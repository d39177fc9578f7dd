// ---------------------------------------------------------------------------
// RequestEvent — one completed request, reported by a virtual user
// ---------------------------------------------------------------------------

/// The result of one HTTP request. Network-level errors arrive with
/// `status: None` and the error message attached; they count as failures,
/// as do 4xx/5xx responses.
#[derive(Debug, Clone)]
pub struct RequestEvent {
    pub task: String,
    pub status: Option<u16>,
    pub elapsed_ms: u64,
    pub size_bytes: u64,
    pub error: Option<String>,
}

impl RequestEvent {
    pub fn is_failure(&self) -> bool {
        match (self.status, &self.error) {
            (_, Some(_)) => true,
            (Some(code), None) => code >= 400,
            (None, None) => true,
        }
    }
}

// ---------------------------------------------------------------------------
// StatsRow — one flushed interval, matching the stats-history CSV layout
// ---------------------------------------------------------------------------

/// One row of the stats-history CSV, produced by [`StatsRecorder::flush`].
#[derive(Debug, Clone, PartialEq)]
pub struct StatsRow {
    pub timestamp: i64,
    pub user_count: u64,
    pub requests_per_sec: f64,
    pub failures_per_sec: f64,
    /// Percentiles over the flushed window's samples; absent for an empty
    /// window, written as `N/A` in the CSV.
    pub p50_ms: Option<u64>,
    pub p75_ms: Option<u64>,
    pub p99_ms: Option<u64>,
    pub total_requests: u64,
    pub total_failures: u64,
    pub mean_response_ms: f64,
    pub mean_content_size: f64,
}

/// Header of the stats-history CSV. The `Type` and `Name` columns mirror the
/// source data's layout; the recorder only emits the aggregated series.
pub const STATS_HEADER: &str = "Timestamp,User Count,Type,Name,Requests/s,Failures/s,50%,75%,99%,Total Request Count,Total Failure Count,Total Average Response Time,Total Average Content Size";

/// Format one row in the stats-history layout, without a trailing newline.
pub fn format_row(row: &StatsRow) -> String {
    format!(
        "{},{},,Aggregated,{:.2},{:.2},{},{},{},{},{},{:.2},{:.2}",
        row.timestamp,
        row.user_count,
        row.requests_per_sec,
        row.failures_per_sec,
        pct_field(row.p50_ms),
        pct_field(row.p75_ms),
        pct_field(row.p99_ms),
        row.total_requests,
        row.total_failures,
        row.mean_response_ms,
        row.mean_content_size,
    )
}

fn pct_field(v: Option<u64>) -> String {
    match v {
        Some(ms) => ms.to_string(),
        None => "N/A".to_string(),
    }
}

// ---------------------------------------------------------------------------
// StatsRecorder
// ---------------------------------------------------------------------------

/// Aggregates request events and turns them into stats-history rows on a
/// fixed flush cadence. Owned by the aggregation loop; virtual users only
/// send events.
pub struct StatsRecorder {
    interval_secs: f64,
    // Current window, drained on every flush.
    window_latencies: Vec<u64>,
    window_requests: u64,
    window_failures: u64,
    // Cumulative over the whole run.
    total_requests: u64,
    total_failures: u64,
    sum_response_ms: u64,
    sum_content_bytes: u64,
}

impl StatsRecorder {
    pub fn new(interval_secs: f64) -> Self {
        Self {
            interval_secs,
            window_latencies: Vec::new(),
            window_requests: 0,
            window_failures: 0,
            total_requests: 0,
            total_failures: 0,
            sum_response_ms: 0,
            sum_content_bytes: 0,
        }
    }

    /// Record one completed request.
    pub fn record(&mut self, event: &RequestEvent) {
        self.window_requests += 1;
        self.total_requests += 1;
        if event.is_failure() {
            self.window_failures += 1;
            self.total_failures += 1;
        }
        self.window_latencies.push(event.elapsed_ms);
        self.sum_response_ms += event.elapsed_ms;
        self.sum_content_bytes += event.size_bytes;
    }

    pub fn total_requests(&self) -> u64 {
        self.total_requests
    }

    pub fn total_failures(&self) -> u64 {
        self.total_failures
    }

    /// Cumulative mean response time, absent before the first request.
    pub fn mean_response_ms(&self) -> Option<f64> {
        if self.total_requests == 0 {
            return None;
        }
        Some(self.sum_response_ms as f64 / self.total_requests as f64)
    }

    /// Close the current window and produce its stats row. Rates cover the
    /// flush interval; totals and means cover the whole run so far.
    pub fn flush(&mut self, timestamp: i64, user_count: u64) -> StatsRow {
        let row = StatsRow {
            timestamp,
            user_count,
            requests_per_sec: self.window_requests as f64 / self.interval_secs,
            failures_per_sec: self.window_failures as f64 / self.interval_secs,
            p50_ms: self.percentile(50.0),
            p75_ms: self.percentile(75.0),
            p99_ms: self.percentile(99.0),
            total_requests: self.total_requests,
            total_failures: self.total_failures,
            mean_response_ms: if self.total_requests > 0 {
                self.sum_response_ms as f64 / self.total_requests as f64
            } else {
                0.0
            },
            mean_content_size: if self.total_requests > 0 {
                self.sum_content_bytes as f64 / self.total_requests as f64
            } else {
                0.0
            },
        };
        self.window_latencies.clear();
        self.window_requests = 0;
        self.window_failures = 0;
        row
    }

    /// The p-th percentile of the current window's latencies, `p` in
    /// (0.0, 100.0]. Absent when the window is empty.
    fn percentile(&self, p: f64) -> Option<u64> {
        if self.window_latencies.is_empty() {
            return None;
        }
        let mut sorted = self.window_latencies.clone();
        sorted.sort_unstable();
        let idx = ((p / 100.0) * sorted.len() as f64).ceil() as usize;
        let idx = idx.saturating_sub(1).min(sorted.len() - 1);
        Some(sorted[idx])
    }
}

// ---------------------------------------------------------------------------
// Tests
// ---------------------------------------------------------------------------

——

#### [Work to complete]
Which lines above contain the word "completed"? Copy all of them.

#### [Solution]
// RequestEvent — one completed request, reported by a virtual user
    /// Record one completed request.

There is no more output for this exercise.